* **Activity**
For the entries below, say how many lines include the word "impl" and add nothing else.

(Saved entries)
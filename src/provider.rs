//! Provider-facing discovery (data) and strategies (behavior).
//!
//! `discovery` resolves the OIDC provider metadata once per broker and exposes the token
//! endpoint. `strategy` defines [`ProviderStrategy`], an HTTP-client-agnostic hook used by
//! the refresh exchange to augment outgoing requests and map error responses into the
//! broker error taxonomy.

pub mod discovery;
pub mod strategy;

pub use discovery::*;
pub use strategy::*;
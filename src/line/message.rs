use serde::Serialize;
use serde_json::Value;

/// An outbound message object, serialized with its LINE `type` tag.
#[derive(Clone, Debug, PartialEq, Serialize)]
#[serde(tag = "type", rename_all = "lowercase")]
pub enum ReplyMessage {
    Text {
        text: String,
    },
    Flex {
        #[serde(rename = "altText")]
        alt_text: String,
        contents: Value,
    },
}

impl ReplyMessage {
    pub fn text(text: impl Into<String>) -> Self {
        ReplyMessage::Text { text: text.into() }
    }

    /// Text a human would read, used for logging and for tests.
    pub fn summary(&self) -> &str {
        match self {
            ReplyMessage::Text { text } => text,
            ReplyMessage::Flex { alt_text, .. } => alt_text,
        }
    }
}

#[derive(Debug, Serialize)]
pub struct ReplyRequest<'a> {
    #[serde(rename = "replyToken")]
    pub reply_token: &'a str,
    pub messages: &'a [ReplyMessage],
}
//! LINE Messaging API plumbing: webhook signature, inbound events, outbound
//! messages and the reply client.

pub mod client;
pub mod event;
pub mod message;
pub mod signature;

pub const SIGNATURE_HEADER: &str = "x-line-signature";
use std::fmt;

use axum::{
    http::StatusCode,
    response::{IntoResponse, Response},
    Json,
};
use serde_json::json;

/// Unified error type for the bot service.
///
/// Each variant maps to an HTTP status code and produces a JSON response
/// body of the form `{"error": "<kind>", "message": "<details>"}`.
#[derive(Debug)]
pub enum BotError {
    BadRequest(String),
    Unauthorized(String),
    Upstream(String),
    Config(String),
    Internal(String),
}

impl BotError {
    fn kind(&self) -> (StatusCode, &'static str) {
        match self {
            BotError::BadRequest(_) => (StatusCode::BAD_REQUEST, "bad_request"),
            BotError::Unauthorized(_) => (StatusCode::UNAUTHORIZED, "unauthorized"),
            BotError::Upstream(_) => (StatusCode::BAD_GATEWAY, "upstream_error"),
            BotError::Config(_) => (StatusCode::INTERNAL_SERVER_ERROR, "config_error"),
            BotError::Internal(_) => (StatusCode::INTERNAL_SERVER_ERROR, "internal_error"),
        }
    }

    fn message(&self) -> &str {
        match self {
            BotError::BadRequest(msg)
            | BotError::Unauthorized(msg)
            | BotError::Upstream(msg)
            | BotError::Config(msg)
            | BotError::Internal(msg) => msg,
        }
    }
}

impl fmt::Display for BotError {
    fn fmt(&self, f: &mut fmt::Formatter<'_>) -> fmt::Result {
        match self {
            BotError::BadRequest(msg) => write!(f, "Bad Request: {msg}"),
            BotError::Unauthorized(msg) => write!(f, "Unauthorized: {msg}"),
            BotError::Upstream(msg) => write!(f, "Upstream Error: {msg}"),
            BotError::Config(msg) => write!(f, "Configuration Error: {msg}"),
            BotError::Internal(msg) => write!(f, "Internal Server Error: {msg}"),
        }
    }
}

impl std::error::Error for BotError {}

impl From<reqwest::Error> for BotError {
    fn from(error: reqwest::Error) -> Self {
        BotError::Upstream(error.to_string())
    }
}

impl IntoResponse for BotError {
    fn into_response(self) -> Response {
        let (status, error_kind) = self.kind();

        // Config and internal details stay in the logs.
        let message = match &self {
            BotError::Config(_) | BotError::Internal(_) => "An unexpected error occurred",
            _ => self.message(),
        };

        let body = json!({
            "error": error_kind,
            "message": message,
        });

        (status, Json(body)).into_response()
    }
}

#[cfg(test)]
mod tests {
    use super::*;

    #[tokio::test]
    async fn test_unauthorized_maps_to_401_json_body() {
        let response = BotError::Unauthorized("signature mismatch".into()).into_response();
        assert_eq!(response.status(), StatusCode::UNAUTHORIZED);

        let body = axum::body::to_bytes(response.into_body(), usize::MAX)
            .await
            .unwrap();
        let json: serde_json::Value = serde_json::from_slice(&body).unwrap();
        assert_eq!(json["error"], "unauthorized");
        assert_eq!(json["message"], "signature mismatch");
    }

    #[tokio::test]
    async fn test_internal_error_hides_details() {
        let response = BotError::Internal("db password leaked".into()).into_response();
        assert_eq!(response.status(), StatusCode::INTERNAL_SERVER_ERROR);

        let body = axum::body::to_bytes(response.into_body(), usize::MAX)
            .await
            .unwrap();
        let json: serde_json::Value = serde_json::from_slice(&body).unwrap();
        assert_eq!(json["error"], "internal_error");
        assert_eq!(json["message"], "An unexpected error occurred");
    }

    #[test]
    fn test_display_includes_kind_prefix() {
        let error = BotError::Upstream("status 500".into());
        assert_eq!(error.to_string(), "Upstream Error: status 500");
    }
}
mod callback;
mod health;

use axum::{
    routing::{get, post},
    Router,
};

use crate::state::AppState;

pub fn router(state: AppState) -> Router {
    Router::new()
        .route("/health", get(health::handler))
        .route("/callback", post(callback::handler))
        .with_state(state)
}
use std::sync::Arc;

use crate::{
    config::BotConfig,
    error::BotError,
    line::client::{LineClient, ReplySender},
    reply::ReplyFormat,
    stats::{HttpStatsSource, StatsSource},
};

#[derive(Clone)]
pub struct AppState {
    pub channel_secret: Arc<str>,
    pub reply_format: ReplyFormat,
    pub stats: Arc<dyn StatsSource>,
    pub replies: Arc<dyn ReplySender>,
}

impl AppState {
    pub fn from_env() -> Result<Self, BotError> {
        Ok(Self::new(BotConfig::from_env()?))
    }

    pub fn new(config: BotConfig) -> Self {
        let http = reqwest::Client::new();

        tracing::info!(
            stats_api_url = %config.stats_api_url,
            line_api_base = %config.line_api_base,
            reply_format = ?config.reply_format,
            "Bot configuration loaded"
        );

        let stats = Arc::new(HttpStatsSource::new(http.clone(), config.stats_api_url));
        let replies = Arc::new(LineClient::new(
            http,
            &config.line_api_base,
            config.channel_token,
        ));

        Self {
            channel_secret: config.channel_secret.into(),
            reply_format: config.reply_format,
            stats,
            replies,
        }
    }
}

* **Your response**
8